Aim of the exercise: In the entries below, find the lines that contain the word "required" and copy them.

Data supplied:
◆ ◆ ◆ ◆ ◆

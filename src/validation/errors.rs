//! Validation errors
//!
//! The display text of each variant is returned verbatim to the client.

use thiserror::Error;

/// Result type for validation
pub type ValidationResult<T> = Result<T, ValidationError>;

/// A field that failed validation
#[derive(Debug, Clone, Copy, PartialEq, Eq, Error)]
pub enum ValidationError {
    // ==================
    // Book creation
    // ==================
    #[error("Title must be provided and must be string!")]
    MissingTitle,

    #[error("Author name is required and must be string!")]
    MissingAuthorName,

    #[error("Author country name should be between 4 and 56 characters and must be string!")]
    InvalidAuthorCountry,

    #[error("Author birth date is required and must be 'YYYY-MM-DD' format !")]
    InvalidAuthorBirthDate,

    #[error("Price must be greater than 0 and must be integer!")]
    InvalidPrice,

    #[error("Invalid ISBN number!")]
    IsbnTooLong,

    #[error("Unique ISBN number is required and must be string!")]
    MissingIsbn,

    #[error("Number of pages must be greater than 0 and integer!")]
    InvalidNumberOfPages,

    #[error("Publisher name must be string and not empty!")]
    MissingPublisher,

    // ==================
    // Lookup, update and delete
    // ==================
    /// ISBN used to address an existing book is missing or not text
    #[error("ISBN is required and must be a string!")]
    MissingTargetIsbn,

    #[error("Title must be string and longer than 0 characters.")]
    InvalidUpdatedTitle,

    #[error("Price must be integer and greater than 0.")]
    InvalidUpdatedPrice,

    #[error("Publisher name must be string and must not be empty.")]
    InvalidUpdatedPublisher,
}
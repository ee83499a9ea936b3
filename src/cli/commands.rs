//! CLI command implementations

use tracing::{error, info, warn};

use crate::http_server::HttpServer;
use crate::rest_api::AppState;
use crate::store::{self, LibraryGateway, StoreHandle};

use super::args::Command;
use super::config::{AppConfig, RunMode};
use super::errors::{CliError, CliResult};
use super::telemetry::init_tracing;

/// Store used when the test database cannot be reached
const FALLBACK_TEST_STORE: &str = "memory://test-fallback";

/// Main entry point for CLI
pub fn run() -> CliResult<()> {
    let cli = super::args::Cli::parse_args();
    run_command(cli.command)
}

/// Run the appropriate command based on CLI args
pub fn run_command(cmd: Command) -> CliResult<()> {
    match cmd {
        Command::Serve { host, port } => {
            let config = AppConfig::from_env()?.with_overrides(host, port);
            serve(config)
        }
    }
}

/// Connect to the store for the configured mode and serve until Ctrl-C
pub fn serve(config: AppConfig) -> CliResult<()> {
    init_tracing(&config.log_filter);

    let rt = tokio::runtime::Runtime::new()
        .map_err(|e| CliError::server_failed(format!("Failed to create tokio runtime: {}", e)))?;

    rt.block_on(async {
        let library = open_library(&config).await?;
        info!(
            store = %library.store().describe(),
            mode = ?config.mode,
            "connected to the database"
        );

        HttpServer::with_config(config.server.clone(), AppState::new(library))
            .start()
            .await
            .map_err(|e| CliError::server_failed(format!("HTTP server failed: {}", e)))
    })
}

/// Connect and declare store constraints.
///
/// Failing to reach the primary database is fatal. In test mode the
/// failure is logged and an empty in-memory store is used instead.
async fn open_library(config: &AppConfig) -> CliResult<LibraryGateway> {
    let uri = config.store_uri();

    let connected = match store::connect(uri).await {
        Ok(handle) => LibraryGateway::open(handle).await,
        Err(e) => Err(e),
    };

    match (connected, config.mode) {
        (Ok(library), _) => Ok(library),
        (Err(e), RunMode::Production) => {
            error!(uri, error = %e, "cannot connect to the main database");
            Err(CliError::store_connection_failed(e.to_string()))
        }
        (Err(e), RunMode::Test) => {
            warn!(
                uri,
                error = %e,
                "cannot connect to the test database, using an empty in-memory store"
            );
            let handle: StoreHandle = store::connect(FALLBACK_TEST_STORE)
                .await
                .map_err(|e| CliError::store_connection_failed(e.to_string()))?;
            LibraryGateway::open(handle)
                .await
                .map_err(|e| CliError::store_connection_failed(e.to_string()))
        }
    }
}

#[cfg(test)]
mod tests {
    use super::*;
    use crate::cli::CliErrorCode;

    fn config(mode: RunMode, uri: &str) -> AppConfig {
        AppConfig {
            mode,
            main_db_uri: uri.to_string(),
            test_db_uri: uri.to_string(),
            ..AppConfig::default()
        }
    }

    #[tokio::test]
    async fn test_primary_connection_failure_is_fatal() {
        let err = open_library(&config(RunMode::Production, "mongodb://localhost/bookdb"))
            .await
            .unwrap_err();
        assert_eq!(err.code(), &CliErrorCode::StoreConnectionFailed);
    }

    #[tokio::test]
    async fn test_test_mode_falls_back_to_memory() {
        let library = open_library(&config(RunMode::Test, "mongodb://localhost/testdb"))
            .await
            .unwrap();
        assert_eq!(library.store().describe(), FALLBACK_TEST_STORE);
    }

    #[tokio::test]
    async fn test_connects_to_configured_store() {
        let library = open_library(&config(RunMode::Production, "memory://main"))
            .await
            .unwrap();
        assert_eq!(library.store().describe(), "memory://main");
    }
}
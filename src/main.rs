//! bookshelf CLI entry point
//!
//! Parses arguments, dispatches to the CLI module, prints errors to
//! stderr and exits non-zero on failure.

use bookshelf::cli;

fn main() {
    if let Err(e) = cli::run() {
        eprintln!("{}", e);
        std::process::exit(1);
    }
}
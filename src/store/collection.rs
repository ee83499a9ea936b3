//! # In-Process Collections
//!
//! The document engine shared by the memory and file backends. Documents
//! keep insertion order. Unique fields are checked on every insert and
//! update.

use std::collections::{BTreeMap, BTreeSet};

use serde::{Deserialize, Serialize};
use serde_json::Value;
use uuid::Uuid;

use super::errors::{StoreError, StoreResult};
use super::filter::Filter;
use super::update::Update;

/// Field holding the store-assigned identifier
pub const ID_FIELD: &str = "id";

/// One named collection of JSON objects
#[derive(Debug, Clone, Default, Serialize, Deserialize)]
pub struct Collection {
    #[serde(default)]
    unique_fields: BTreeSet<String>,

    #[serde(default)]
    documents: Vec<Value>,
}

impl Collection {
    /// Reject `document` if a unique field clashes with any document other
    /// than the one at `skip`
    fn check_unique(
        &self,
        name: &str,
        document: &Value,
        skip: Option<usize>,
    ) -> StoreResult<()> {
        for field in &self.unique_fields {
            let Some(value) = document.get(field).filter(|v| !v.is_null()) else {
                continue;
            };

            let clash = self
                .documents
                .iter()
                .enumerate()
                .filter(|(idx, _)| Some(*idx) != skip)
                .any(|(_, other)| other.get(field) == Some(value));

            if clash {
                return Err(StoreError::DuplicateKey {
                    collection: name.to_string(),
                    field: field.clone(),
                    value: value.to_string(),
                });
            }
        }
        Ok(())
    }

    fn position(&self, filter: &Filter) -> Option<usize> {
        self.documents.iter().position(|doc| filter.matches(doc))
    }
}

/// All collections of a database
#[derive(Debug, Clone, Default, Serialize, Deserialize)]
pub struct Collections {
    #[serde(default)]
    collections: BTreeMap<String, Collection>,
}

impl Collections {
    pub fn new() -> Self {
        Self::default()
    }

    fn get(&self, name: &str) -> Option<&Collection> {
        self.collections.get(name)
    }

    fn get_mut(&mut self, name: &str) -> &mut Collection {
        self.collections.entry(name.to_string()).or_default()
    }

    /// Declare `field` unique within `collection`.
    ///
    /// Fails if stored documents already hold duplicate values.
    pub fn ensure_unique(&mut self, collection: &str, field: &str) -> StoreResult<()> {
        let coll = self.get_mut(collection);
        if coll.unique_fields.contains(field) {
            return Ok(());
        }

        let mut seen = Vec::new();
        for value in coll.documents.iter().filter_map(|doc| doc.get(field)) {
            if value.is_null() {
                continue;
            }
            if seen.contains(&value) {
                return Err(StoreError::DuplicateKey {
                    collection: collection.to_string(),
                    field: field.to_string(),
                    value: value.to_string(),
                });
            }
            seen.push(value);
        }

        coll.unique_fields.insert(field.to_string());
        Ok(())
    }

    pub fn find_one(&self, collection: &str, filter: &Filter) -> Option<Value> {
        self.get(collection)?
            .documents
            .iter()
            .find(|doc| filter.matches(doc))
            .cloned()
    }

    pub fn find_many(&self, collection: &str, filter: &Filter) -> Vec<Value> {
        self.get(collection)
            .map(|coll| {
                coll.documents
                    .iter()
                    .filter(|doc| filter.matches(doc))
                    .cloned()
                    .collect()
            })
            .unwrap_or_default()
    }

    pub fn count(&self, collection: &str, filter: &Filter) -> usize {
        self.get(collection)
            .map(|coll| coll.documents.iter().filter(|doc| filter.matches(doc)).count())
            .unwrap_or(0)
    }

    /// Store a new document under a fresh identifier and return it
    pub fn insert_one(&mut self, collection: &str, document: Value) -> StoreResult<Value> {
        let Value::Object(mut fields) = document else {
            return Err(StoreError::NotAnObject);
        };
        fields.insert(
            ID_FIELD.to_string(),
            Value::String(Uuid::new_v4().to_string()),
        );
        let document = Value::Object(fields);

        let coll = self.get_mut(collection);
        coll.check_unique(collection, &document, None)?;
        coll.documents.push(document.clone());

        Ok(document)
    }

    /// Apply `update` to the first matching document.
    ///
    /// Returns whether a document matched.
    pub fn update_one(
        &mut self,
        collection: &str,
        filter: &Filter,
        update: &Update,
    ) -> StoreResult<bool> {
        if update.touches(ID_FIELD) {
            return Err(StoreError::SchemaViolation(
                "document identifier is immutable".to_string(),
            ));
        }

        let coll = self.get_mut(collection);
        let Some(idx) = coll.position(filter) else {
            return Ok(false);
        };

        let mut updated = coll.documents[idx].clone();
        if let Value::Object(fields) = &mut updated {
            update.apply_to(fields);
        }
        coll.check_unique(collection, &updated, Some(idx))?;
        coll.documents[idx] = updated;

        Ok(true)
    }

    /// Remove the first matching document and return it
    pub fn delete_one(&mut self, collection: &str, filter: &Filter) -> Option<Value> {
        let coll = self.collections.get_mut(collection)?;
        let idx = coll.position(filter)?;
        Some(coll.documents.remove(idx))
    }
}
//! `GET /health`

use axum::{routing::get, Json, Router};
use serde::Serialize;

#[derive(Debug, Serialize)]
pub struct Health {
    pub status: &'static str,
    pub version: &'static str,
}

pub fn health_routes() -> Router {
    Router::new().route("/health", get(health))
}

/// Always `ok` once the process is serving
async fn health() -> Json<Health> {
    Json(Health {
        status: "ok",
        version: env!("CARGO_PKG_VERSION"),
    })
}
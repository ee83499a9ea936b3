//! CLI module for bookshelf
//!
//! Provides command-line interface for:
//! - serve: connect to the configured store and serve the book API

mod args;
mod commands;
mod config;
mod errors;
mod telemetry;

pub use args::{Cli, Command};
pub use commands::{run, run_command, serve};
pub use config::{AppConfig, RunMode};
pub use errors::{CliError, CliErrorCode, CliResult};
pub use telemetry::init_tracing;
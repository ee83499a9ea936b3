//! # Document Store Backend
//!
//! The operations every backend offers. Each call is one atomic step
//! against the store; nothing spans calls.

use std::fmt::Debug;
use std::sync::Arc;

use async_trait::async_trait;
use serde_json::Value;

use super::errors::StoreResult;
use super::filter::Filter;
use super::update::Update;

/// A document database holding named collections of JSON objects
#[async_trait]
pub trait DocumentStore: Debug + Send + Sync {
    /// Short description of the backend, for logs
    fn describe(&self) -> String;

    /// Declare `field` unique within `collection`
    async fn ensure_unique(&self, collection: &str, field: &str) -> StoreResult<()>;

    /// First document matching `filter`
    async fn find_one(&self, collection: &str, filter: &Filter) -> StoreResult<Option<Value>>;

    /// Every document matching `filter`, in insertion order
    async fn find_many(&self, collection: &str, filter: &Filter) -> StoreResult<Vec<Value>>;

    /// Store a new document; the returned copy carries the assigned `id`
    async fn insert_one(&self, collection: &str, document: Value) -> StoreResult<Value>;

    /// Apply `update` to the first matching document.
    ///
    /// Returns `false` if nothing matched.
    async fn update_one(
        &self,
        collection: &str,
        filter: &Filter,
        update: &Update,
    ) -> StoreResult<bool>;

    /// Remove the first matching document, returning it
    async fn delete_one(&self, collection: &str, filter: &Filter) -> StoreResult<Option<Value>>;

    /// Number of documents matching `filter`
    async fn count(&self, collection: &str, filter: &Filter) -> StoreResult<usize>;
}

/// Shared handle to a connected store
pub type StoreHandle = Arc<dyn DocumentStore>;
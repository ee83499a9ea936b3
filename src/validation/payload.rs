//! Raw request payloads and their validated forms

use chrono::NaiveDate;
use serde::Deserialize;
use serde_json::Value;

use crate::model::author::{MAX_COUNTRY_LENGTH, MIN_COUNTRY_LENGTH};
use crate::model::{AuthorId, BookUpdate, NewAuthor, NewBook, MAX_ISBN_LENGTH};

use super::errors::{ValidationError, ValidationResult};
use super::rules::{
    calendar_date, is_set, length_of, non_empty_text, optional_text, positive_integer,
    positive_number,
};

/// Body of a book creation request, as received
#[derive(Debug, Clone, Default, Deserialize)]
#[serde(rename_all = "camelCase")]
pub struct CreateBookPayload {
    #[serde(default)]
    pub title: Option<Value>,
    #[serde(default)]
    pub author_name: Option<Value>,
    #[serde(default)]
    pub author_country: Option<Value>,
    #[serde(default)]
    pub author_birth_date: Option<Value>,
    #[serde(default)]
    pub price: Option<Value>,
    #[serde(default)]
    pub isbn: Option<Value>,
    #[serde(default)]
    pub language: Option<Value>,
    #[serde(default)]
    pub number_of_pages: Option<Value>,
    #[serde(default)]
    pub publisher: Option<Value>,
}

/// Title and author of a book being created.
///
/// Checked first: the author has to be resolved before the remaining
/// fields are looked at.
#[derive(Debug, Clone, PartialEq)]
pub struct BookIdentity {
    pub title: String,
    pub author: NewAuthor,
}

/// Remaining fields of a book being created
#[derive(Debug, Clone, PartialEq)]
pub struct BookDetails {
    pub price: f64,
    pub isbn: String,
    pub language: Option<String>,
    pub number_of_pages: u32,
    pub publisher: String,
}

impl BookDetails {
    /// Assemble the record to insert once the author is known
    pub fn into_new_book(self, title: String, author: AuthorId) -> NewBook {
        NewBook {
            title,
            author,
            price: self.price,
            isbn: self.isbn,
            language: self.language,
            number_of_pages: self.number_of_pages,
            publisher: self.publisher,
        }
    }
}

impl CreateBookPayload {
    /// Title, author name, author country and author birth date, in that order
    pub fn validate_identity(&self) -> ValidationResult<BookIdentity> {
        let title = non_empty_text(self.title.as_ref()).ok_or(ValidationError::MissingTitle)?;

        let author_name = non_empty_text(self.author_name.as_ref())
            .ok_or(ValidationError::MissingAuthorName)?;

        let country = self.validate_country()?;

        let birth_date: NaiveDate = calendar_date(self.author_birth_date.as_ref())
            .ok_or(ValidationError::InvalidAuthorBirthDate)?;

        Ok(BookIdentity {
            title: title.to_string(),
            author: NewAuthor {
                name: author_name.to_string(),
                country,
                birth_date,
            },
        })
    }

    fn validate_country(&self) -> ValidationResult<Option<String>> {
        if !is_set(self.author_country.as_ref()) {
            return Ok(None);
        }

        let country = self
            .author_country
            .as_ref()
            .and_then(Value::as_str)
            .ok_or(ValidationError::InvalidAuthorCountry)?;

        let len = country.chars().count();
        if !(MIN_COUNTRY_LENGTH..=MAX_COUNTRY_LENGTH).contains(&len) {
            return Err(ValidationError::InvalidAuthorCountry);
        }

        Ok(Some(country.to_string()))
    }

    /// ISBN to check for duplicates, when it is usable as a lookup key
    pub fn isbn_text(&self) -> Option<&str> {
        non_empty_text(self.isbn.as_ref())
    }

    /// Price, ISBN, page count and publisher, in that order.
    ///
    /// The ISBN length limit is checked before its presence, so an overlong
    /// non-text ISBN reports the length problem.
    pub fn validate_details(&self) -> ValidationResult<BookDetails> {
        let price = positive_number(self.price.as_ref()).ok_or(ValidationError::InvalidPrice)?;

        if length_of(self.isbn.as_ref()).is_some_and(|len| len > MAX_ISBN_LENGTH) {
            return Err(ValidationError::IsbnTooLong);
        }
        let isbn = non_empty_text(self.isbn.as_ref()).ok_or(ValidationError::MissingIsbn)?;

        let number_of_pages = positive_integer(self.number_of_pages.as_ref())
            .ok_or(ValidationError::InvalidNumberOfPages)?;

        let publisher =
            non_empty_text(self.publisher.as_ref()).ok_or(ValidationError::MissingPublisher)?;

        Ok(BookDetails {
            price,
            isbn: isbn.to_string(),
            language: optional_text(self.language.as_ref()),
            number_of_pages,
            publisher: publisher.to_string(),
        })
    }
}

/// Body of a book update request, as received
#[derive(Debug, Clone, Default, Deserialize)]
pub struct UpdateBookPayload {
    #[serde(default)]
    pub isbn: Option<Value>,
    #[serde(default)]
    pub title: Option<Value>,
    #[serde(default)]
    pub price: Option<Value>,
    #[serde(default)]
    pub language: Option<Value>,
    #[serde(default)]
    pub publisher: Option<Value>,
}

impl UpdateBookPayload {
    /// ISBN of the book to update
    pub fn target_isbn(&self) -> ValidationResult<&str> {
        non_empty_text(self.isbn.as_ref()).ok_or(ValidationError::MissingTargetIsbn)
    }

    /// Replacement values for every mutable field.
    ///
    /// An omitted language becomes `None`, clearing the stored value.
    pub fn validate_update(&self) -> ValidationResult<BookUpdate> {
        let title = non_empty_text(self.title.as_ref())
            .ok_or(ValidationError::InvalidUpdatedTitle)?;

        let price =
            positive_number(self.price.as_ref()).ok_or(ValidationError::InvalidUpdatedPrice)?;

        let publisher = non_empty_text(self.publisher.as_ref())
            .ok_or(ValidationError::InvalidUpdatedPublisher)?;

        Ok(BookUpdate {
            title: title.to_string(),
            price,
            language: optional_text(self.language.as_ref()),
            publisher: publisher.to_string(),
        })
    }
}

/// The `isbn` query parameter of a lookup or delete.
///
/// Exactly one non-empty value must be given.
pub fn isbn_from_query(params: &[(String, String)]) -> ValidationResult<&str> {
    let mut values = params
        .iter()
        .filter(|(key, _)| key == "isbn")
        .map(|(_, value)| value.as_str());

    match (values.next(), values.next()) {
        (Some(isbn), None) if !isbn.is_empty() => Ok(isbn),
        _ => Err(ValidationError::MissingTargetIsbn),
    }
}
//! # Document Filters
//!
//! Field predicates used to address documents in a collection.

use serde_json::Value;

/// Filter operators
#[derive(Debug, Clone, Copy, PartialEq, Eq)]
pub enum FilterOperator {
    /// Equals
    Eq,

    /// Value in list
    In,
}

/// A single field predicate
#[derive(Debug, Clone, PartialEq)]
pub struct FilterExpr {
    pub field: String,
    pub operator: FilterOperator,
    pub value: Value,
}

impl FilterExpr {
    pub fn new(field: impl Into<String>, operator: FilterOperator, value: Value) -> Self {
        Self {
            field: field.into(),
            operator,
            value,
        }
    }

    /// Create an equality filter
    pub fn eq(field: impl Into<String>, value: impl Into<Value>) -> Self {
        Self::new(field, FilterOperator::Eq, value.into())
    }

    /// Create an "in list" filter
    pub fn in_list(field: impl Into<String>, values: Vec<Value>) -> Self {
        Self::new(field, FilterOperator::In, Value::Array(values))
    }

    /// Check if a document matches this filter.
    ///
    /// A missing field never matches.
    pub fn matches(&self, doc: &Value) -> bool {
        let Some(field_value) = doc.get(&self.field) else {
            return false;
        };

        match self.operator {
            FilterOperator::Eq => field_value == &self.value,
            FilterOperator::In => self
                .value
                .as_array()
                .is_some_and(|values| values.contains(field_value)),
        }
    }
}

/// A set of filters combined with AND logic.
///
/// The empty filter matches every document.
#[derive(Debug, Clone, Default, PartialEq)]
pub struct Filter {
    pub exprs: Vec<FilterExpr>,
}

impl Filter {
    /// Match every document
    pub fn all() -> Self {
        Self::default()
    }

    /// Match documents whose `field` equals `value`
    pub fn by(field: impl Into<String>, value: impl Into<Value>) -> Self {
        Self::all().and(FilterExpr::eq(field, value))
    }

    pub fn and(mut self, expr: FilterExpr) -> Self {
        self.exprs.push(expr);
        self
    }

    /// Check if a document matches all filters
    pub fn matches(&self, doc: &Value) -> bool {
        self.exprs.iter().all(|expr| expr.matches(doc))
    }
}

#[cfg(test)]
mod tests {
    use super::*;
    use serde_json::json;

    #[test]
    fn test_eq_filter() {
        let filter = FilterExpr::eq("isbn", "978-0452284246");

        assert!(filter.matches(&json!({"isbn": "978-0452284246"})));
        assert!(!filter.matches(&json!({"isbn": "978-0345391803"})));
        assert!(!filter.matches(&json!({"title": "1984"})));
    }

    #[test]
    fn test_in_filter() {
        let filter = FilterExpr::in_list("id", vec![json!("a"), json!("b")]);

        assert!(filter.matches(&json!({"id": "a"})));
        assert!(!filter.matches(&json!({"id": "c"})));
    }

    #[test]
    fn test_filter_conjunction() {
        let filter = Filter::by("author", "a1").and(FilterExpr::eq("language", "English"));

        assert!(filter.matches(&json!({"author": "a1", "language": "English"})));
        assert!(!filter.matches(&json!({"author": "a1", "language": "French"})));
    }

    #[test]
    fn test_empty_filter_matches_everything() {
        assert!(Filter::all().matches(&json!({"anything": 1})));
    }
}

◆ ◆ ◆ ◆ ◆

Response for this exercise:
    #[error("Author name is required and must be string!")]
    #[error("Author birth date is required and must be 'YYYY-MM-DD' format !")]
    #[error("Unique ISBN number is required and must be string!")]
    #[error("ISBN is required and must be a string!")]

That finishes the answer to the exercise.